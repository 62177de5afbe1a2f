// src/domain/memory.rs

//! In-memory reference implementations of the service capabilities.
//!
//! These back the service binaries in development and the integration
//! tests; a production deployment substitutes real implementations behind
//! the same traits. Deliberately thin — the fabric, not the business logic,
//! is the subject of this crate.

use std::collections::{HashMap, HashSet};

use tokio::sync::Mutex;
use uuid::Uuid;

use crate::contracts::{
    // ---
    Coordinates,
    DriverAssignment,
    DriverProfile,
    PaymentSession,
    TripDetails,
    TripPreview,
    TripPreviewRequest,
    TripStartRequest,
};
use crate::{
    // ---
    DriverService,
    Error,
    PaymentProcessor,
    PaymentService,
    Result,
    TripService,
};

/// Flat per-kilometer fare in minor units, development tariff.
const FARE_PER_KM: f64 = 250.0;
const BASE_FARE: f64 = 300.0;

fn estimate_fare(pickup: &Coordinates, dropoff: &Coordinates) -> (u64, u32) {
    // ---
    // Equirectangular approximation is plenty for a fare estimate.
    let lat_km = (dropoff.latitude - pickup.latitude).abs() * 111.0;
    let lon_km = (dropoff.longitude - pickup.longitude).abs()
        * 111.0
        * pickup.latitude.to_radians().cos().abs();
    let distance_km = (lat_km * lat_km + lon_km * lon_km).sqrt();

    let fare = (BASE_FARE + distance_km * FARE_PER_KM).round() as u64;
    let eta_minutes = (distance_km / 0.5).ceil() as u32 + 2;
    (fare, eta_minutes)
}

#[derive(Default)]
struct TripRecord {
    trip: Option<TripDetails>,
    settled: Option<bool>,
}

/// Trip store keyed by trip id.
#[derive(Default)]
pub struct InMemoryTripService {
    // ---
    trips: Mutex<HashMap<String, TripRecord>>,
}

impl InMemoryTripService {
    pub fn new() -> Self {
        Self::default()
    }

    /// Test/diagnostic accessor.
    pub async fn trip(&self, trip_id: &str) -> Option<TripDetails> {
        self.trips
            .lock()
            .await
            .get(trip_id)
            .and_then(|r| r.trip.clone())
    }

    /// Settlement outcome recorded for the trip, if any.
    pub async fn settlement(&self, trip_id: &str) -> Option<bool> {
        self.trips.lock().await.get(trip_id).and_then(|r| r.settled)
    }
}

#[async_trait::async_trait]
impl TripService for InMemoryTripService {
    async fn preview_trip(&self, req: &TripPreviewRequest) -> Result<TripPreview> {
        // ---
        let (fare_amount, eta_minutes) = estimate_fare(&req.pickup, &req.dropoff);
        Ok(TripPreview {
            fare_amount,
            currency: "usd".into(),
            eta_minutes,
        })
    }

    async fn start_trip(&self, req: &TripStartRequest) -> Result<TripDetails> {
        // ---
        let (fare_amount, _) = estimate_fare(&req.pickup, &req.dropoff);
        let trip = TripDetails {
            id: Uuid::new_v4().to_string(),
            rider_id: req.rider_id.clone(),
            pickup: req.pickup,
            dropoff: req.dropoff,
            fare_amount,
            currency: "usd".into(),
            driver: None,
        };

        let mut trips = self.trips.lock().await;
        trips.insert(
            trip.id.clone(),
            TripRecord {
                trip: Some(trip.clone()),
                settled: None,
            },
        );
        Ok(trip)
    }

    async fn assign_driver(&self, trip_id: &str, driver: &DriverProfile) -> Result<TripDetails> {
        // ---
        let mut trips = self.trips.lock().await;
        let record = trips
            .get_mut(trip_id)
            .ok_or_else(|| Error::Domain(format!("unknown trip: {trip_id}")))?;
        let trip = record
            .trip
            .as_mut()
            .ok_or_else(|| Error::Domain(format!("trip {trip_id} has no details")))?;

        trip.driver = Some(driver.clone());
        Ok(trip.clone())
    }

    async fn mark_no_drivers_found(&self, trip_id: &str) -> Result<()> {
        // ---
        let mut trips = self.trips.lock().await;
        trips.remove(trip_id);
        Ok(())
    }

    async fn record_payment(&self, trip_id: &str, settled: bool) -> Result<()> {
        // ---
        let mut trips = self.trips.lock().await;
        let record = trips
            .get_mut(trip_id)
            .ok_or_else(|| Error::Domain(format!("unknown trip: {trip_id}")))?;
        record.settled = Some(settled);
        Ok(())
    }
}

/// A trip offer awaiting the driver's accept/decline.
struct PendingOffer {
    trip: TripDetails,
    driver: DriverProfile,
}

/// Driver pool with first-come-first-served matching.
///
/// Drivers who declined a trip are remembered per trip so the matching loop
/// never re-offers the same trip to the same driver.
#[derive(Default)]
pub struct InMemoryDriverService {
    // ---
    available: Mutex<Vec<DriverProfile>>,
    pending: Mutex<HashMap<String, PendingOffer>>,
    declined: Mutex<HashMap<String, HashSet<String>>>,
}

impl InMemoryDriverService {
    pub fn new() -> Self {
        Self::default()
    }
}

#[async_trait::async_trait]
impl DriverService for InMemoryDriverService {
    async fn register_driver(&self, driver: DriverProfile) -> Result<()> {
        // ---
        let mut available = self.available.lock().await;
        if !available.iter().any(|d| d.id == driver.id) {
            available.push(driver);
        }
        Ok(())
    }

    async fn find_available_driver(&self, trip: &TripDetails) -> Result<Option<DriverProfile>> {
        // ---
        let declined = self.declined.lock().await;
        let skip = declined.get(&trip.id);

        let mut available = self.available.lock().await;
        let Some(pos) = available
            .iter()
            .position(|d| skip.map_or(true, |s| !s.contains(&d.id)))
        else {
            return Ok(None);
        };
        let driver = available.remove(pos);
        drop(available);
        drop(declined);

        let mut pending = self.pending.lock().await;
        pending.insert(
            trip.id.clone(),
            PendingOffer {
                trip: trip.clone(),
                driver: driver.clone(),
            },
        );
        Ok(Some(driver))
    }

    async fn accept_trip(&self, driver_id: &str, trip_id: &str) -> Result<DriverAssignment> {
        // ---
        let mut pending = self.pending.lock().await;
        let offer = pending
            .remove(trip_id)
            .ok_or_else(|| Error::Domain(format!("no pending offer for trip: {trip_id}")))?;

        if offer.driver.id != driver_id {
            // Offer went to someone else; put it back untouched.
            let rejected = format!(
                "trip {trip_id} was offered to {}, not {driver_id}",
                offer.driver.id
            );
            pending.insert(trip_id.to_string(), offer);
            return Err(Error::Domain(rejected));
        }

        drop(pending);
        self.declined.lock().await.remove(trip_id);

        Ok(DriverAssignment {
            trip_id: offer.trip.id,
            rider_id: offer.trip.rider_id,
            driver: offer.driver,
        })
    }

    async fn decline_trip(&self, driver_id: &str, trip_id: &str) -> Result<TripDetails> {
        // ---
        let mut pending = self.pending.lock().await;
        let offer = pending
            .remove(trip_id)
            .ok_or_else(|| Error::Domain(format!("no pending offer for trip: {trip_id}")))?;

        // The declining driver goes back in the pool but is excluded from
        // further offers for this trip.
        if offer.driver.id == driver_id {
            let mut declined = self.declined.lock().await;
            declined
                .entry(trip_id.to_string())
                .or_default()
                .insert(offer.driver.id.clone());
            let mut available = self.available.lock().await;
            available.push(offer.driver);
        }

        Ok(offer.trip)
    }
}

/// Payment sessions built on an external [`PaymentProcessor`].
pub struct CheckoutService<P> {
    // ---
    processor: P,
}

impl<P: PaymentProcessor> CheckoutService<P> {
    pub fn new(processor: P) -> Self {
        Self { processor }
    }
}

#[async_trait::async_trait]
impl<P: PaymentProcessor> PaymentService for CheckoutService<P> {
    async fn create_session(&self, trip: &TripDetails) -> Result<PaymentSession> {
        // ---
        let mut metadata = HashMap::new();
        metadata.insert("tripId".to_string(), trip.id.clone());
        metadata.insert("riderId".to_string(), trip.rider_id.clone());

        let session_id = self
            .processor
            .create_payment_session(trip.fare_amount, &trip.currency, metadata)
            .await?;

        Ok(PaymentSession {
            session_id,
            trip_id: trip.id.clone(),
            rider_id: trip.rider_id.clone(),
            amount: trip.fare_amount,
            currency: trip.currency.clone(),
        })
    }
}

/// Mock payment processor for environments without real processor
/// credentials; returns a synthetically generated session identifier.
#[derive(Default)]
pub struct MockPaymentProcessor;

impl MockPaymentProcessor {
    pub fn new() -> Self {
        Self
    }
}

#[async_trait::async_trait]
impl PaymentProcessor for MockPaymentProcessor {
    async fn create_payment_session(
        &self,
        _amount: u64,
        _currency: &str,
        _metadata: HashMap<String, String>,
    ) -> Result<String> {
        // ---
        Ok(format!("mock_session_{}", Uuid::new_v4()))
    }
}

Exercise goal
Once every line of the listing that contains "CheckoutService" has been counted, give the total and nothing else.

Problem solution
3